On-demand vs. prophylactic treatment for severe haemophilia in Norway and Sweden: differences in treatment characteristics and outcome
- Additional Document Info
- View All
Using an 11-year panel of 156 Norwegian and Swedish patients with severe haemophilia, and including retrospective case-book data from birth, we compared the differences in the haemophilia-related resource use between on-demand and prophylactic treatment. Patients treated on-demand had more surgery (arthrodeses, prostheses implantations and synovectomies) and more days lost from work.
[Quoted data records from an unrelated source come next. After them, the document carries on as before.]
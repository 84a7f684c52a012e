// SPDX-License-Identifier: MPL-2.0
//! Toast widget for rendering individual notifications.
//!
//! Toasts are the visual representation of notifications, appearing as
//! small cards with severity-colored accents and a dismiss button. A toast
//! in its leaving phase is rendered faded until the manager retires it.

use super::manager::{Manager, Message};
use super::notification::{Notification, Phase, Severity};
use crate::ui::design_tokens::{
    border, opacity, palette, radius, shadow, sizing, spacing, typography,
};
use iced::widget::{button, container, text, Column, Container, Row, Text};
use iced::{alignment, Color, Element, Length, Theme};

/// Toast widget configuration.
pub struct Toast;

impl Toast {
    /// Renders a single toast notification.
    pub fn view(notification: &Notification) -> Element<'_, Message> {
        let severity = notification.severity();
        let accent_color = severity.color();
        let faded = notification.phase() == Phase::Leaving;
        let alpha = if faded { opacity::TOAST_LEAVING } else { opacity::OPAQUE };

        let marker = Text::new(Self::severity_marker(severity))
            .size(typography::TITLE_SM)
            .style(move |_theme: &Theme| text::Style {
                color: Some(Color {
                    a: alpha,
                    ..accent_color
                }),
            });

        let message_widget = Text::new(notification.text())
            .size(typography::BODY)
            .style(move |theme: &Theme| text::Style {
                color: Some(Color {
                    a: alpha,
                    ..theme.palette().text
                }),
            });

        let notification_id = notification.id();
        let dismiss_button = button(text("\u{00d7}").size(typography::TITLE_SM))
            .on_press(Message::Dismiss(notification_id))
            .padding(spacing::XXS)
            .style(dismiss_button_style);

        // Layout: [marker] [message] [dismiss]
        let content = Row::new()
            .spacing(spacing::SM)
            .align_y(alignment::Vertical::Center)
            .push(Container::new(marker).padding(spacing::XXS))
            .push(
                Container::new(message_widget)
                    .width(Length::Fill)
                    .align_x(alignment::Horizontal::Left),
            )
            .push(dismiss_button);

        Container::new(content)
            .width(Length::Fixed(sizing::TOAST_WIDTH))
            .padding(spacing::SM)
            .style(move |theme: &Theme| toast_container_style(theme, accent_color, alpha))
            .into()
    }

    /// Renders the toast overlay with all visible notifications.
    ///
    /// Positions toasts in the top-right corner, stacked vertically
    /// oldest-first.
    pub fn view_overlay(manager: &Manager) -> Element<'_, Message> {
        let toasts: Vec<Element<'_, Message>> =
            manager.visible().iter().map(Self::view).collect();

        if toasts.is_empty() {
            // Return an empty container that takes no space
            Container::new(text(""))
                .width(Length::Shrink)
                .height(Length::Shrink)
                .into()
        } else {
            let toast_column = Column::with_children(toasts)
                .spacing(spacing::XS)
                .align_x(alignment::Horizontal::Right);

            Container::new(toast_column)
                .width(Length::Fill)
                .height(Length::Fill)
                .align_x(alignment::Horizontal::Right)
                .align_y(alignment::Vertical::Top)
                .padding(spacing::MD)
                .into()
        }
    }

    /// Returns the accent glyph for the severity level.
    fn severity_marker(severity: Severity) -> &'static str {
        match severity {
            Severity::Success => "\u{2713}",
            Severity::Info => "\u{2139}",
            Severity::Warning => "\u{26a0}",
            Severity::Error => "\u{2717}",
        }
    }
}

/// Style function for the toast container.
fn toast_container_style(theme: &Theme, accent_color: Color, alpha: f32) -> container::Style {
    let bg_color = theme.extended_palette().background.base.color;

    container::Style {
        background: Some(iced::Background::Color(Color { a: alpha, ..bg_color })),
        border: iced::Border {
            color: Color {
                a: alpha,
                ..accent_color
            },
            width: border::WIDTH_MD,
            radius: radius::MD.into(),
        },
        shadow: shadow::MD,
        text_color: Some(theme.palette().text),
        ..Default::default()
    }
}

/// Style function for the dismiss button.
fn dismiss_button_style(theme: &Theme, status: button::Status) -> button::Style {
    let base = theme.extended_palette().background.base;

    match status {
        button::Status::Active => button::Style {
            background: None,
            text_color: base.text,
            border: iced::Border::default(),
            shadow: shadow::NONE,
            snap: true,
        },
        button::Status::Hovered => button::Style {
            background: Some(iced::Background::Color(Color {
                a: opacity::OVERLAY_SUBTLE,
                ..palette::GRAY_400
            })),
            text_color: base.text,
            border: iced::Border {
                radius: radius::SM.into(),
                ..Default::default()
            },
            shadow: shadow::NONE,
            snap: true,
        },
        button::Status::Pressed => button::Style {
            background: Some(iced::Background::Color(Color {
                a: opacity::OVERLAY_MEDIUM,
                ..palette::GRAY_400
            })),
            text_color: base.text,
            border: iced::Border {
                radius: radius::SM.into(),
                ..Default::default()
            },
            shadow: shadow::NONE,
            snap: true,
        },
        button::Status::Disabled => button::Style {
            background: None,
            text_color: Color {
                a: opacity::OVERLAY_MEDIUM,
                ..base.text
            },
            border: iced::Border::default(),
            shadow: shadow::NONE,
            snap: true,
        },
    }
}

#[cfg(test)]
mod tests {
    use super::*;

    #[test]
    fn toast_container_style_uses_accent_color() {
        let theme = Theme::Dark;
        let accent = palette::SUCCESS_500;
        let style = toast_container_style(&theme, accent, opacity::OPAQUE);

        assert_eq!(style.border.color, accent);
        assert!(style.background.is_some());
    }

    #[test]
    fn leaving_alpha_fades_the_accent() {
        let theme = Theme::Light;
        let style = toast_container_style(&theme, palette::ERROR_500, opacity::TOAST_LEAVING);

        assert_eq!(style.border.color.a, opacity::TOAST_LEAVING);
    }

    #[test]
    fn severity_markers_are_distinct() {
        let markers = [
            Toast::severity_marker(Severity::Success),
            Toast::severity_marker(Severity::Info),
            Toast::severity_marker(Severity::Warning),
            Toast::severity_marker(Severity::Error),
        ];
        for (i, a) in markers.iter().enumerate() {
            for b in &markers[i + 1..] {
                assert_ne!(a, b);
            }
        }
    }
}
Median annual factor-concentrate consumption among adults (18+) was 211,000 IU [interquartile range (IQR) 154,000-268,000] or 3,024 IU kg-1 year(-1) for patients on prophylactic treatment and 55,000 IU (IQR 28,000-91,000) for on-demand patients (780 IU kg(-1) year(-1)). This was partly explained by the fact that the median dose per kg body weight was twice as great 28, (IQR 24-32) for prophylaxis compared with 14 (IQR 12-16) for on-demand. Prescribed dose per kg body weight was found to be an important factor explaining the variation in total annual factor-concentrate consumption per patient for both types of treatment. Other variables included in the panel-data regression analysis were the number of weeks on secondary prophylaxis for on-demand patients and age, body weight and type of haemophilia for children (0-17 years) on prophylaxis. Differences were consistently substantial and will affect both costs and benefits of the two treatment strategies.